Greenwashing is making knowingly false claims about the ESG qualities of a product, project, service or business with the intent to mislead. At best, greenwashing is a by-product of virtue signalling or vacuous marketing. At worst, it’s suppressing information, cynical manipulation, deception; and fraud.
How do companies greenwash?
- By concealing or using false messaging to disguise poor environmental performance.
- By claiming their products have positive environmental impacts without data to back it up.
- By promoting themselves as sustainable or eco-friendly, while only a small proportion of their production actually offers environmental benefits.
- By using intentionally vague and unclear language to infer ESG benefits.
What can companies do to escape claims of greenwashing?
To escape claims of greenwashing, companies must move towards science-based targets, supported by hard data. Transition must be embedded in formal transition pathways that set out timelines, milestones, actions and expected impacts. Stakeholders need to be regularly updated on performance. In hard-to-abate industry sectors, in particular, transparency is critical, leaving investors to make up their own minds about whether targets and progress towards them are credible.

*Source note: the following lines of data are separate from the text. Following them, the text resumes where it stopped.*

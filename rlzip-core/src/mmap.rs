//! Memory-mapped file support for rlzip.
//!
//! This module provides memory-mapped file access for efficient reading of
//! large input files. Memory mapping lets the operating system handle I/O
//! through virtual memory, which is typically faster than buffered reads
//! for large sequential or random-access inputs.
//!
//! # Features
//!
//! - [`MmapReader`]: A memory-mapped file reader implementing [`std::io::Read`]
//! - Zero-copy access to file contents
//! - Automatic memory management by the OS
//!
//! # Example
//!
//! ```no_run
//! use rlzip_core::mmap::MmapReader;
//! use std::io::Read;
//!
//! let mut reader = MmapReader::open("data.lz").unwrap();
//! let mut buffer = [0u8; 1024];
//! let bytes_read = reader.read(&mut buffer).unwrap();
//! ```
//!
//! # Safety
//!
//! Memory-mapped files can be dangerous if the underlying file is modified by
//! another process while mapped. This implementation uses read-only mappings
//! to minimize risk.
//!
//! # Performance Considerations
//!
//! Memory mapping is typically faster for:
//! - Large files where the OS can efficiently page in data
//! - Random access patterns
//! - Multiple reads of the same data
//!
//! Regular file I/O may be faster for:
//! - Small files
//! - Sequential reads where buffering is more important
//! - Systems with limited virtual address space

use crate::error::Result;
use memmap2::Mmap;
use std::fs::File;
use std::io::{self, Read, Seek, SeekFrom};
use std::path::Path;
use std::sync::Arc;

/// A memory-mapped file reader.
///
/// Wraps a memory-mapped file and provides a [`Read`] interface for
/// sequential access, plus [`Seek`] for random access.
///
/// # Thread Safety
///
/// The underlying memory map is wrapped in an [`Arc`], making it safe to
/// clone and share between threads. Each clone maintains its own read
/// position.
#[derive(Debug)]
pub struct MmapReader {
    /// The memory-mapped file data.
    mmap: Arc<Mmap>,
    /// Current read position.
    position: usize,
}

impl MmapReader {
    /// Open a file and create a memory-mapped reader.
    ///
    /// # Errors
    ///
    /// Returns [`crate::error::Error::Io`] if the file cannot be opened or
    /// mapped.
    pub fn open<P: AsRef<Path>>(path: P) -> Result<Self> {
        let file = File::open(path.as_ref())?;
        Self::from_file(&file)
    }

    /// Create a memory-mapped reader from an already-open file.
    ///
    /// # Safety
    ///
    /// The caller must ensure that the file is not modified while the
    /// memory mapping is active.
    pub fn from_file(file: &File) -> Result<Self> {
        // SAFETY: read-only mapping; caller must keep the file stable while mapped.
        let mmap = unsafe { Mmap::map(file)? };
        Ok(Self {
            mmap: Arc::new(mmap),
            position: 0,
        })
    }

    /// Get the total length of the mapped file.
    #[inline]
    pub fn len(&self) -> usize {
        self.mmap.len()
    }

    /// Check if the mapped file is empty.
    #[inline]
    pub fn is_empty(&self) -> bool {
        self.mmap.is_empty()
    }

    /// Get the current read position.
    #[inline]
    pub fn position(&self) -> usize {
        self.position
    }

    /// Get the remaining bytes available for reading.
    #[inline]
    pub fn remaining(&self) -> usize {
        self.len().saturating_sub(self.position)
    }

    /// Get a slice of the underlying memory-mapped data.
    #[inline]
    pub fn as_slice(&self) -> &[u8] {
        &self.mmap
    }

    /// Get a slice of the remaining unread data.
    #[inline]
    pub fn remaining_slice(&self) -> &[u8] {
        if self.position >= self.len() {
            &[]
        } else {
            &self.mmap[self.position..]
        }
    }

    /// Reset the read position to the beginning.
    #[inline]
    pub fn reset(&mut self) {
        self.position = 0;
    }

    /// Create a clone of this reader with the position reset to zero.
    pub fn clone_with_reset_position(&self) -> Self {
        Self {
            mmap: Arc::clone(&self.mmap),
            position: 0,
        }
    }

    /// Create a clone of this reader preserving the current position.
    pub fn clone_with_position(&self) -> Self {
        Self {
            mmap: Arc::clone(&self.mmap),
            position: self.position,
        }
    }
}

impl Clone for MmapReader {
    fn clone(&self) -> Self {
        self.clone_with_position()
    }
}

impl Read for MmapReader {
    fn read(&mut self, buf: &mut [u8]) -> io::Result<usize> {
        if self.position >= self.len() {
            return Ok(0);
        }

        let available = self.remaining();
        let to_read = buf.len().min(available);
        buf[..to_read].copy_from_slice(&self.mmap[self.position..self.position + to_read]);
        self.position += to_read;
        Ok(to_read)
    }

    fn read_exact(&mut self, buf: &mut [u8]) -> io::Result<()> {
        if buf.len() > self.remaining() {
            return Err(io::Error::new(
                io::ErrorKind::UnexpectedEof,
                format!(
                    "read_exact: requested {} bytes but only {} available",
                    buf.len(),
                    self.remaining()
                ),
            ));
        }
        buf.copy_from_slice(&self.mmap[self.position..self.position + buf.len()]);
        self.position += buf.len();
        Ok(())
    }
}

impl Seek for MmapReader {
    fn seek(&mut self, pos: SeekFrom) -> io::Result<u64> {
        let new_pos = match pos {
            SeekFrom::Start(offset) => offset as i64,
            SeekFrom::End(offset) => self.len() as i64 + offset,
            SeekFrom::Current(offset) => self.position as i64 + offset,
        };

        if new_pos < 0 {
            return Err(io::Error::new(
                io::ErrorKind::InvalidInput,
                "seek to negative position",
            ));
        }

        let new_pos = new_pos as usize;
        // Allow seeking past end (consistent with std::io::Cursor behavior)
        self.position = new_pos;
        Ok(new_pos as u64)
    }

    fn stream_position(&mut self) -> io::Result<u64> {
        Ok(self.position as u64)
    }
}

/// Options for creating a memory-mapped reader.
#[derive(Debug, Default, Clone)]
pub struct MmapOptions {
    /// Whether to populate (prefault) the memory mapping.
    populate: bool,
}

impl MmapOptions {
    /// Create a new `MmapOptions` with default settings.
    pub fn new() -> Self {
        Self::default()
    }

    /// Set whether to populate the memory mapping.
    ///
    /// When enabled, the OS prefaults the mapping, reading the file contents
    /// into memory immediately. Improves throughput for files read in full,
    /// at the cost of higher initial memory usage.
    pub fn populate(mut self, populate: bool) -> Self {
        self.populate = populate;
        self
    }

    /// Open a file with the configured options.
    pub fn open<P: AsRef<Path>>(self, path: P) -> Result<MmapReader> {
        let file = File::open(path.as_ref())?;
        self.open_file(&file)
    }

    /// Open an already-open file handle with the configured options.
    pub fn open_file(self, file: &File) -> Result<MmapReader> {
        let mmap = if self.populate {
            // SAFETY: read-only mapping; caller must keep the file stable while mapped.
            unsafe { memmap2::MmapOptions::new().populate().map(file)? }
        } else {
            // SAFETY: read-only mapping; caller must keep the file stable while mapped.
            unsafe { Mmap::map(file)? }
        };

        Ok(MmapReader {
            mmap: Arc::new(mmap),
            position: 0,
        })
    }
}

How can greenwashing be stopped?
Only through open and transparent dialogue will people be made aware first of all that greenwashing is happening, and secondly how it can be recognised, called out and stopped. Over the past few years, we have witnessed an upsurge of debt issued with green, social or sustainable labels. More than $524 billion of ESG bonds and loans were issued between January and mid-May 2021, and some $3.1 trillion in 2020, according to Refinitiv.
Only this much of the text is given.